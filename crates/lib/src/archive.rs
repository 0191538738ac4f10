//! Archive extraction with leading path components stripped.
//!
//! Supports:
//! - `.tar.gz` / `.tgz`
//! - `.tar`
//! - `.zip`
//!
//! Files without a recognised extension are sniffed for the gzip magic bytes.

use std::fs::{self, File};
use std::io::{BufReader, Read};
use std::path::{Component, Path, PathBuf};

use flate2::read::GzDecoder;
use tar::Archive;
use thiserror::Error;
use tracing::{debug, info};

#[derive(Debug, Error)]
pub enum ArchiveError {
  #[error("unsupported archive format: {}", .0.display())]
  Unsupported(PathBuf),

  #[error("invalid archive entry: {0}")]
  InvalidEntry(String),

  #[error("zip error: {0}")]
  Zip(#[from] zip::result::ZipError),

  #[error("io error: {0}")]
  Io(#[from] std::io::Error),
}

#[derive(Debug, Clone, Copy, PartialEq, Eq)]
enum Format {
  TarGz,
  Tar,
  Zip,
}

const GZIP_MAGIC: [u8; 2] = [0x1f, 0x8b];

fn detect_format(archive_path: &Path) -> Result<Format, ArchiveError> {
  let name = archive_path.to_string_lossy();
  if name.ends_with(".tar.gz") || name.ends_with(".tgz") {
    return Ok(Format::TarGz);
  }
  if name.ends_with(".tar") {
    return Ok(Format::Tar);
  }
  if name.ends_with(".zip") {
    return Ok(Format::Zip);
  }

  let mut magic = [0u8; 2];
  let mut file = File::open(archive_path)?;
  if file.read_exact(&mut magic).is_ok() && magic == GZIP_MAGIC {
    return Ok(Format::TarGz);
  }
  Err(ArchiveError::Unsupported(archive_path.to_path_buf()))
}

/// Extract `archive_path` into `dest`, dropping `strip_components` leading path components.
///
/// Entries whose path is consumed entirely by stripping are skipped.
pub fn extract(archive_path: &Path, dest: &Path, strip_components: usize) -> Result<(), ArchiveError> {
  fs::create_dir_all(dest)?;

  match detect_format(archive_path)? {
    Format::TarGz => {
      let decoder = GzDecoder::new(BufReader::new(File::open(archive_path)?));
      extract_tar(Archive::new(decoder), dest, strip_components)?;
    }
    Format::Tar => {
      let file = BufReader::new(File::open(archive_path)?);
      extract_tar(Archive::new(file), dest, strip_components)?;
    }
    Format::Zip => extract_zip(archive_path, dest, strip_components)?,
  }

  info!(archive = %archive_path.display(), dest = %dest.display(), "expanded archive");
  Ok(())
}

/// Drop the first `n` components. `.` counts as a component, so
/// `./forc-binaries/forc` with `n = 2` becomes `forc`.
fn strip(path: &Path, n: usize) -> Result<Option<PathBuf>, ArchiveError> {
  if path
    .components()
    .any(|c| matches!(c, Component::ParentDir | Component::RootDir | Component::Prefix(_)))
  {
    return Err(ArchiveError::InvalidEntry(path.display().to_string()));
  }

  let stripped: PathBuf = path.components().skip(n).collect();
  if stripped.as_os_str().is_empty() {
    return Ok(None);
  }
  Ok(Some(stripped))
}

fn extract_tar<R: Read>(mut archive: Archive<R>, dest: &Path, strip_components: usize) -> Result<(), ArchiveError> {
  for entry in archive.entries()? {
    let mut entry = entry?;
    let path = entry.path()?.into_owned();

    let Some(stripped) = strip(&path, strip_components)? else {
      debug!(entry = %path.display(), "skipping stripped entry");
      continue;
    };

    let dest_path = dest.join(&stripped);
    if let Some(parent) = dest_path.parent() {
      fs::create_dir_all(parent)?;
    }

    entry.unpack(&dest_path)?;
  }

  Ok(())
}

fn extract_zip(archive_path: &Path, dest: &Path, strip_components: usize) -> Result<(), ArchiveError> {
  let file = File::open(archive_path)?;
  let mut archive = zip::ZipArchive::new(BufReader::new(file))?;

  for i in 0..archive.len() {
    let mut file = archive.by_index(i)?;

    let path = file
      .enclosed_name()
      .ok_or_else(|| ArchiveError::InvalidEntry(file.name().to_string()))?;

    let Some(stripped) = strip(&path, strip_components)? else {
      continue;
    };

    let dest_path = dest.join(&stripped);

    if file.is_dir() {
      fs::create_dir_all(&dest_path)?;
    } else {
      if let Some(parent) = dest_path.parent() {
        fs::create_dir_all(parent)?;
      }

      let mut outfile = File::create(&dest_path)?;
      std::io::copy(&mut file, &mut outfile)?;

      #[cfg(unix)]
      {
        use std::os::unix::fs::PermissionsExt;
        if let Some(mode) = file.unix_mode() {
          fs::set_permissions(&dest_path, fs::Permissions::from_mode(mode))?;
        }
      }
    }
  }

  Ok(())
}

++++++

* **Task instructions**:
Each line of the records above should be copied exactly.

* **Task solution**:
filename crates/lib/src/archive.rs
repository 0191538738ac4f10
//! Archive extraction with leading path components stripped.
//!
//! Supports:
//! - `.tar.gz` / `.tgz`
//! - `.tar`
//! - `.zip`
//!
//! Files without a recognised extension are sniffed for the gzip magic bytes.

use std::fs::{self, File};
use std::io::{BufReader, Read};
use std::path::{Component, Path, PathBuf};

use flate2::read::GzDecoder;
use tar::Archive;
use thiserror::Error;
use tracing::{debug, info};

#[derive(Debug, Error)]
pub enum ArchiveError {
  #[error("unsupported archive format: {}", .0.display())]
  Unsupported(PathBuf),

  #[error("invalid archive entry: {0}")]
  InvalidEntry(String),

  #[error("zip error: {0}")]
  Zip(#[from] zip::result::ZipError),

  #[error("io error: {0}")]
  Io(#[from] std::io::Error),
}

#[derive(Debug, Clone, Copy, PartialEq, Eq)]
enum Format {
  TarGz,
  Tar,
  Zip,
}

const GZIP_MAGIC: [u8; 2] = [0x1f, 0x8b];

fn detect_format(archive_path: &Path) -> Result<Format, ArchiveError> {
  let name = archive_path.to_string_lossy();
  if name.ends_with(".tar.gz") || name.ends_with(".tgz") {
    return Ok(Format::TarGz);
  }
  if name.ends_with(".tar") {
    return Ok(Format::Tar);
  }
  if name.ends_with(".zip") {
    return Ok(Format::Zip);
  }

  let mut magic = [0u8; 2];
  let mut file = File::open(archive_path)?;
  if file.read_exact(&mut magic).is_ok() && magic == GZIP_MAGIC {
    return Ok(Format::TarGz);
  }
  Err(ArchiveError::Unsupported(archive_path.to_path_buf()))
}

/// Extract `archive_path` into `dest`, dropping `strip_components` leading path components.
///
/// Entries whose path is consumed entirely by stripping are skipped.
pub fn extract(archive_path: &Path, dest: &Path, strip_components: usize) -> Result<(), ArchiveError> {
  fs::create_dir_all(dest)?;

  match detect_format(archive_path)? {
    Format::TarGz => {
      let decoder = GzDecoder::new(BufReader::new(File::open(archive_path)?));
      extract_tar(Archive::new(decoder), dest, strip_components)?;
    }
    Format::Tar => {
      let file = BufReader::new(File::open(archive_path)?);
      extract_tar(Archive::new(file), dest, strip_components)?;
    }
    Format::Zip => extract_zip(archive_path, dest, strip_components)?,
  }

  info!(archive = %archive_path.display(), dest = %dest.display(), "expanded archive");
  Ok(())
}

/// Drop the first `n` components. `.` counts as a component, so
/// `./forc-binaries/forc` with `n = 2` becomes `forc`.
fn strip(path: &Path, n: usize) -> Result<Option<PathBuf>, ArchiveError> {
  if path
    .components()
    .any(|c| matches!(c, Component::ParentDir | Component::RootDir | Component::Prefix(_)))
  {
    return Err(ArchiveError::InvalidEntry(path.display().to_string()));
  }

  let stripped: PathBuf = path.components().skip(n).collect();
  if stripped.as_os_str().is_empty() {
    return Ok(None);
  }
  Ok(Some(stripped))
}

fn extract_tar<R: Read>(mut archive: Archive<R>, dest: &Path, strip_components: usize) -> Result<(), ArchiveError> {
  for entry in archive.entries()? {
    let mut entry = entry?;
    let path = entry.path()?.into_owned();

    let Some(stripped) = strip(&path, strip_components)? else {
      debug!(entry = %path.display(), "skipping stripped entry");
      continue;
    };

    let dest_path = dest.join(&stripped);
    if let Some(parent) = dest_path.parent() {
      fs::create_dir_all(parent)?;
    }

    entry.unpack(&dest_path)?;
  }

  Ok(())
}

fn extract_zip(archive_path: &Path, dest: &Path, strip_components: usize) -> Result<(), ArchiveError> {
  let file = File::open(archive_path)?;
  let mut archive = zip::ZipArchive::new(BufReader::new(file))?;

  for i in 0..archive.len() {
    let mut file = archive.by_index(i)?;

    let path = file
      .enclosed_name()
      .ok_or_else(|| ArchiveError::InvalidEntry(file.name().to_string()))?;

    let Some(stripped) = strip(&path, strip_components)? else {
      continue;
    };

    let dest_path = dest.join(&stripped);

    if file.is_dir() {
      fs::create_dir_all(&dest_path)?;
    } else {
      if let Some(parent) = dest_path.parent() {
        fs::create_dir_all(parent)?;
      }

      let mut outfile = File::create(&dest_path)?;
      std::io::copy(&mut file, &mut outfile)?;

      #[cfg(unix)]
      {
        use std::os::unix::fs::PermissionsExt;
        if let Some(mode) = file.unix_mode() {
          fs::set_permissions(&dest_path, fs::Permissions::from_mode(mode))?;
        }
      }
    }
  }

  Ok(())
}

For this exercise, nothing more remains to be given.